Tuesday, December 8, 2015

An article appearing this year in BioMed Research International reveals new findings concerning the antiaging properties of vitamin E. In an experiment involving two types of human cells, treatment with vitamin E resulted in a delay in cellular senescence in comparison with untreated cells.

Senescent cells are those that have reached a state of irreversible growth arrest by attaining a limited number of divisions. According to authors Giorgio La Fata and colleagues, cellular senescence in vitro is related to the aging of organisms in vivo.

"An important contributor to the development of the senescence process is oxidative stress," Dr Fata and coauthors note. "Oxidative stress usually occurs when the production or the exposure to reactive oxygen species (ROS) overwhelms the antioxidant systems of the cells."

"Vitamins E and C are important natural antioxidants capable of neutralizing the deleterious effects of ROS," they observe.

The team tested the effects of vitamin E in cultured human umbilical vein endothelial cells and human fibroblast cells. Senescence was assessed by periodic measurement of the number of cells that expressed the enzyme marker beta-galactosidase.

The researchers found an increase in the number of beta-galactosidase-positive cells over time in both types of cells; however, short-term vitamin E supplementation was associated with a reduction in the percentage of positive (senescent) cells in comparison with untreated control cells. Longer term vitamin E treatment of human umbilical vein endothelial cells was found to be associated with an eventual reduction in cellular proliferation, which suggests that chronic vitamin E treatment decreases the number of senescent cells by reducing their proliferative capacity.

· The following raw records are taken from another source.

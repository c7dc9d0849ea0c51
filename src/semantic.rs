//! Semantic Scorer: funnel stage 2, 0-65 points.

use crate::classifier::{self, ClassificationResult};
use crate::iap::IdealApplicantProfile;
use crate::models::{FundingProgram, Organization, ProgramIntent};
use crate::negative_signals::{self, clamp_total_penalty};
use crate::proximity::{self, ProximityBreakdown};

#[derive(Debug, Clone)]
pub struct SemanticScore {
    pub domain_relevance: f64,
    pub capability_fit: f64,
    pub intent_alignment: f64,
    pub negative_signals: f64,
    pub confidence_bonus: f64,
    pub score: f64,
}

fn domain_relevance(org: &Organization, classification: &ClassificationResult, proximity: Option<&ProximityBreakdown>) -> f64 {
    if let Some(p) = proximity {
        return (p.domain_fit.score / 30.0) * 25.0;
    }
    match &org.industry_sector {
        Some(sector) => classifier::get_industry_relevance(sector, &classification.industry) * 25.0,
        None => 8.0,
    }
}

fn capability_fit(org: &Organization, program: &FundingProgram, proximity: Option<&ProximityBreakdown>) -> f64 {
    if let Some(p) = proximity {
        return (p.capability_fit.score / 15.0) * 15.0;
    }

    let org_terms: Vec<String> = org
        .key_technologies
        .iter()
        .chain(org.technology_sub_domains.iter())
        .chain(org.research_focus_areas.iter())
        .map(|s| s.to_lowercase())
        .collect();

    if org_terms.is_empty() {
        return 3.0;
    }

    let title_tokens: Vec<String> = program
        .title
        .split_whitespace()
        .map(|t| t.to_lowercase())
        .filter(|t| t.chars().count() >= 2)
        .collect();
    let program_terms: Vec<String> =
        program.keywords.iter().map(|k| k.to_lowercase()).chain(title_tokens).collect();

    let hits = org_terms.iter().filter(|t| program_terms.iter().any(|p| p.contains(t.as_str()) || t.contains(p.as_str()))).count();

    match hits {
        0 => 0.0,
        1 => 6.0,
        2 => 10.0,
        3 => 13.0,
        _ => 15.0,
    }
}

fn intent_alignment(org: &Organization, program: &FundingProgram) -> f64 {
    let Some(intent) = program.program_intent else {
        return 4.0;
    };
    let Some(trl) = org.matching_trl() else {
        return 4.0;
    };

    match intent {
        ProgramIntent::BasicResearch => {
            if trl <= 3 {
                10.0
            } else if trl <= 5 {
                5.0
            } else {
                0.0
            }
        }
        ProgramIntent::AppliedResearch => {
            if (4..=6).contains(&trl) {
                10.0
            } else if trl <= 7 {
                6.0
            } else {
                3.0
            }
        }
        ProgramIntent::Commercialization => {
            if trl >= 7 {
                10.0
            } else if trl >= 5 {
                5.0
            } else {
                2.0
            }
        }
        ProgramIntent::Infrastructure | ProgramIntent::PolicySupport => 6.0,
    }
}

/// Computes the 0–65 semantic score. `proximity` is `Some` when the
/// program carries an IAP (§4.6's dimensions are rescaled into this
/// score instead of the keyword-overlap fallback paths).
pub fn score_semantic(
    org: &Organization,
    program: &FundingProgram,
    iap: Option<&IdealApplicantProfile>,
    proximity: Option<&ProximityBreakdown>,
) -> SemanticScore {
    let classification =
        classifier::classify_program(&program.title, program.program_name.as_deref(), program.ministry.as_deref());

    let domain = domain_relevance(org, &classification, proximity);
    let capability = capability_fit(org, program, proximity);
    let intent = intent_alignment(org, program);

    let signals = negative_signals::detect_negative_signals(org, &program.title, &classification);
    let negative = clamp_total_penalty(&signals);

    let confidence_bonus = iap.map(|p| (p.confidence * 10.0).round()).unwrap_or(0.0);

    let sum = domain + capability + intent + negative + confidence_bonus;

    SemanticScore {
        domain_relevance: domain,
        capability_fit: capability,
        intent_alignment: intent,
        negative_signals: negative,
        confidence_bonus,
        score: sum.max(0.0).min(65.0),
    }
}

#[cfg(test)]
mod tests {
    use super::*;
    use crate::models::*;
    use std::collections::HashSet;

    fn org_with_sector(sector: &str) -> Organization {
        Organization {
            id: Id::from("o1"),
            name: "Test".to_string(),
            org_type: OrganizationType::Company,
            scale: CompanyScale::Small,
            employees: EmployeeRange::default(),
            revenue: RevenueRange::default(),
            business_structure: BusinessStructure::Corporation,
            industry_sector: Some(sector.to_string()),
            primary_business_domain: None,
            key_technologies: vec!["ai".to_string()],
            technology_sub_domains: vec![],
            research_focus_areas: vec![],
            description: None,
            trl: Some(5),
            target_research_trl: None,
            rd_experience: true,
            collaboration_count: 0,
            has_research_institute: false,
            certifications: HashSet::new(),
            government_certifications: HashSet::new(),
            industry_awards: vec![],
            prior_grant_wins: 0,
            investment_history: vec![],
            commercialization_capabilities: vec![],
            locations: HashSet::new(),
            excluded_domains: vec![],
            business_established_date: chrono::NaiveDate::from_ymd_opt(2020, 1, 1).unwrap(),
        }
    }

    fn program(title: &str) -> FundingProgram {
        FundingProgram {
            id: Id::from("p1"),
            agency_id: Id::from("a1"),
            title: title.to_string(),
            announcement_url: None,
            content_hash: "h".to_string(),
            scraped_at: chrono::Utc::now(),
            program_name: None,
            industry_category: None,
            keywords: vec!["AI".to_string()],
            ministry: Some("과학기술정보통신부".to_string()),
            agency: None,
            program_intent: Some(ProgramIntent::AppliedResearch),
            description: None,
            eligibility_criteria_text: None,
            requirements: Requirements::default(),
            status: ProgramStatus::Active,
            application_start: None,
            deadline: None,
            published_at: None,
            budget_amount_krw: None,
            ideal_applicant_profile: None,
            semantic_sub_domain: None,
            program_family: ProgramFamily::Rd,
        }
    }

    #[test]
    fn score_is_bounded_between_zero_and_sixty_five() {
        let org = org_with_sector("ICT");
        let prog = program("AI 데이터 플랫폼 기술개발");
        let result = score_semantic(&org, &prog, None, None);
        assert!(result.score >= 0.0 && result.score <= 65.0);
    }

    #[test]
    fn applied_research_sweet_spot_trl_maxes_intent_alignment() {
        let org = org_with_sector("ICT");
        let prog = program("AI 데이터 플랫폼 기술개발");
        let result = score_semantic(&org, &prog, None, None);
        assert_eq!(result.intent_alignment, 10.0);
    }

    #[test]
    fn bio_mismatch_applies_negative_signal() {
        let org = org_with_sector("ICT");
        let prog = program("치매 신약 임상시험 과제");
        let result = score_semantic(&org, &prog, None, None);
        assert_eq!(result.negative_signals, -8.0);
    }
}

The researchers determined that the vitamin acts through the downregulation of the overexpression of the P21 gene.

"Our data demonstrate that through specific micronutrient supplementation it is possible to delay the onset of cellular senescence in two in vitro models: human endothelial cells and fibroblasts," Dr La Fata and associates conclude. "Additional research is needed to identify the mechanisms that drive and regulate cellular senescence and to identify specific pathways that can be regulated by supplementation with particular micronutrients."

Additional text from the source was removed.